What the task needs is the data below, written out verbatim.

[Collected data entries]
--- START ---

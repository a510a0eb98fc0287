mod connection;
mod connection_event;
mod state;
mod subscription;

pub use connection::*;
pub use connection_event::*;
pub use state::*;
pub use subscription::*;
use crate::error::{Error, Result};
use async_trait::async_trait;
use bytes::{Bytes, BytesMut};
use std::path::PathBuf;
use tokio::io::{AsyncRead, AsyncReadExt};
use tracing::{debug, trace};

/// Where outbound chunks go. Implemented by the file-transfer data channel.
#[async_trait]
pub trait ChunkSink: Send + Sync {
    async fn send_chunk(&self, chunk: Bytes) -> Result<()>;
}

/// The file offered to every peer.
#[derive(Debug, Clone)]
pub enum OutboundFile {
    Path(PathBuf),
    Memory(Bytes),
}

impl OutboundFile {
    pub async fn size(&self) -> Result<u64> {
        match self {
            Self::Path(path) => tokio::fs::metadata(path)
                .await
                .map(|meta| meta.len())
                .map_err(|source| Error::FileRead { offset: 0, source }),
            Self::Memory(data) => Ok(data.len() as u64),
        }
    }

    pub async fn open(&self) -> Result<Box<dyn AsyncRead + Send + Unpin>> {
        match self {
            Self::Path(path) => {
                let file = tokio::fs::File::open(path)
                    .await
                    .map_err(|source| Error::FileRead { offset: 0, source })?;
                Ok(Box::new(file))
            }
            Self::Memory(data) => Ok(Box::new(std::io::Cursor::new(data.clone()))),
        }
    }
}

/// Streams a source to a sink in fixed-size chunks, one chunk in flight.
///
/// There is no end marker; the receiver knows the size from the `start` frame.
pub struct FileTransferer<R> {
    source: R,
    chunk_size: usize,
}

impl<R> FileTransferer<R>
where
    R: AsyncRead + Unpin + Send,
{
    pub fn new(source: R, chunk_size: usize) -> Self {
        Self {
            source,
            chunk_size: chunk_size.max(1),
        }
    }

    /// Returns the number of bytes sent. A read failure is returned as
    /// [`Error::FileRead`] and is not retried.
    pub async fn start_transfer(mut self, sink: &dyn ChunkSink) -> Result<u64> {
        debug!("Remote peer accepted the file, start sending");

        let mut offset = 0u64;
        loop {
            let chunk = self.read_chunk(offset).await?;
            if chunk.is_empty() {
                break;
            }

            let len = chunk.len();
            sink.send_chunk(chunk).await?;
            offset += len as u64;
            trace!("Sent chunk, current offset: {}", offset);

            if len < self.chunk_size {
                break;
            }
        }

        debug!("File transfer finished after {} bytes", offset);
        Ok(offset)
    }

    /// Fills one chunk, short only at end of file.
    async fn read_chunk(&mut self, offset: u64) -> Result<Bytes> {
        let mut buf = BytesMut::with_capacity(self.chunk_size);
        while buf.len() < self.chunk_size {
            let mut limited = (&mut self.source).take((self.chunk_size - buf.len()) as u64);
            let read = limited
                .read_buf(&mut buf)
                .await
                .map_err(|source| Error::FileRead {
                    offset: offset + buf.len() as u64,
                    source,
                })?;
            if read == 0 {
                break;
            }
        }
        Ok(buf.freeze())
    }
}
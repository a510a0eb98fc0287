use serde::{Deserialize, Serialize};
use std::fmt;
use std::str::FromStr;
use uuid::Uuid;

#[derive(Debug, Serialize, Deserialize, Clone, Copy, Hash, Eq, PartialEq, Ord, PartialOrd)]
pub struct PeerId(pub Uuid);

impl PeerId {
    pub fn new() -> Self {
        Self(Uuid::new_v4())
    }
}

impl Default for PeerId {
    fn default() -> Self {
        Self::new()
    }
}

impl FromStr for PeerId {
    type Err = uuid::Error;

    fn from_str(s: &str) -> Result<Self, Self::Err> {
        Uuid::parse_str(s).map(Self)
    }
}

impl fmt::Display for PeerId {
    fn fmt(&self, f: &mut fmt::Formatter<'_>) -> fmt::Result {
        write!(f, "{}", self.0)
    }
}
//! Peer-to-peer connection management for a shared 3D space: one WebRTC
//! connection per remote participant, carrying a control channel, a file
//! transfer channel and spatialized voice.

pub mod audio;
pub mod config;
pub mod connection;
pub mod error;
pub mod file_transfer;
pub mod orchestrator;
pub mod signaling;

pub use config::{OrchestratorConfig, VoiceActivityConfig};
pub use error::{Error, Result};
pub use file_transfer::OutboundFile;
pub use orchestrator::{Orchestrator, OrchestratorEvent, OrchestratorHandle};
pub use signaling::{PeerRoster, SignalingRelay, StaticRoster};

--- END ---

**Task solution**.
repository a510a0eb98fc0287
mod connection;
mod connection_event;
mod state;
mod subscription;

pub use connection::*;
pub use connection_event::*;
pub use state::*;
pub use subscription::*;
use crate::error::{Error, Result};
use async_trait::async_trait;
use bytes::{Bytes, BytesMut};
use std::path::PathBuf;
use tokio::io::{AsyncRead, AsyncReadExt};
use tracing::{debug, trace};

/// Where outbound chunks go. Implemented by the file-transfer data channel.
#[async_trait]
pub trait ChunkSink: Send + Sync {
    async fn send_chunk(&self, chunk: Bytes) -> Result<()>;
}

/// The file offered to every peer.
#[derive(Debug, Clone)]
pub enum OutboundFile {
    Path(PathBuf),
    Memory(Bytes),
}

impl OutboundFile {
    pub async fn size(&self) -> Result<u64> {
        match self {
            Self::Path(path) => tokio::fs::metadata(path)
                .await
                .map(|meta| meta.len())
                .map_err(|source| Error::FileRead { offset: 0, source }),
            Self::Memory(data) => Ok(data.len() as u64),
        }
    }

    pub async fn open(&self) -> Result<Box<dyn AsyncRead + Send + Unpin>> {
        match self {
            Self::Path(path) => {
                let file = tokio::fs::File::open(path)
                    .await
                    .map_err(|source| Error::FileRead { offset: 0, source })?;
                Ok(Box::new(file))
            }
            Self::Memory(data) => Ok(Box::new(std::io::Cursor::new(data.clone()))),
        }
    }
}

/// Streams a source to a sink in fixed-size chunks, one chunk in flight.
///
/// There is no end marker; the receiver knows the size from the `start` frame.
pub struct FileTransferer<R> {
    source: R,
    chunk_size: usize,
}

impl<R> FileTransferer<R>
where
    R: AsyncRead + Unpin + Send,
{
    pub fn new(source: R, chunk_size: usize) -> Self {
        Self {
            source,
            chunk_size: chunk_size.max(1),
        }
    }

    /// Returns the number of bytes sent. A read failure is returned as
    /// [`Error::FileRead`] and is not retried.
    pub async fn start_transfer(mut self, sink: &dyn ChunkSink) -> Result<u64> {
        debug!("Remote peer accepted the file, start sending");

        let mut offset = 0u64;
        loop {
            let chunk = self.read_chunk(offset).await?;
            if chunk.is_empty() {
                break;
            }

            let len = chunk.len();
            sink.send_chunk(chunk).await?;
            offset += len as u64;
            trace!("Sent chunk, current offset: {}", offset);

            if len < self.chunk_size {
                break;
            }
        }

        debug!("File transfer finished after {} bytes", offset);
        Ok(offset)
    }

    /// Fills one chunk, short only at end of file.
    async fn read_chunk(&mut self, offset: u64) -> Result<Bytes> {
        let mut buf = BytesMut::with_capacity(self.chunk_size);
        while buf.len() < self.chunk_size {
            let mut limited = (&mut self.source).take((self.chunk_size - buf.len()) as u64);
            let read = limited
                .read_buf(&mut buf)
                .await
                .map_err(|source| Error::FileRead {
                    offset: offset + buf.len() as u64,
                    source,
                })?;
            if read == 0 {
                break;
            }
        }
        Ok(buf.freeze())
    }
}
repository a510a0eb98fc0287
use serde::{Deserialize, Serialize};
use std::fmt;
use std::str::FromStr;
use uuid::Uuid;

#[derive(Debug, Serialize, Deserialize, Clone, Copy, Hash, Eq, PartialEq, Ord, PartialOrd)]
pub struct PeerId(pub Uuid);

impl PeerId {
    pub fn new() -> Self {
        Self(Uuid::new_v4())
    }
}

impl Default for PeerId {
    fn default() -> Self {
        Self::new()
    }
}

impl FromStr for PeerId {
    type Err = uuid::Error;

    fn from_str(s: &str) -> Result<Self, Self::Err> {
        Uuid::parse_str(s).map(Self)
    }
}

impl fmt::Display for PeerId {
    fn fmt(&self, f: &mut fmt::Formatter<'_>) -> fmt::Result {
        write!(f, "{}", self.0)
    }
}
//! Peer-to-peer connection management for a shared 3D space: one WebRTC
//! connection per remote participant, carrying a control channel, a file
//! transfer channel and spatialized voice.

pub mod audio;
pub mod config;
pub mod connection;
pub mod error;
pub mod file_transfer;
pub mod orchestrator;
pub mod signaling;

pub use config::{OrchestratorConfig, VoiceActivityConfig};
pub use error::{Error, Result};
pub use file_transfer::OutboundFile;
pub use orchestrator::{Orchestrator, OrchestratorEvent, OrchestratorHandle};
pub use signaling::{PeerRoster, SignalingRelay, StaticRoster};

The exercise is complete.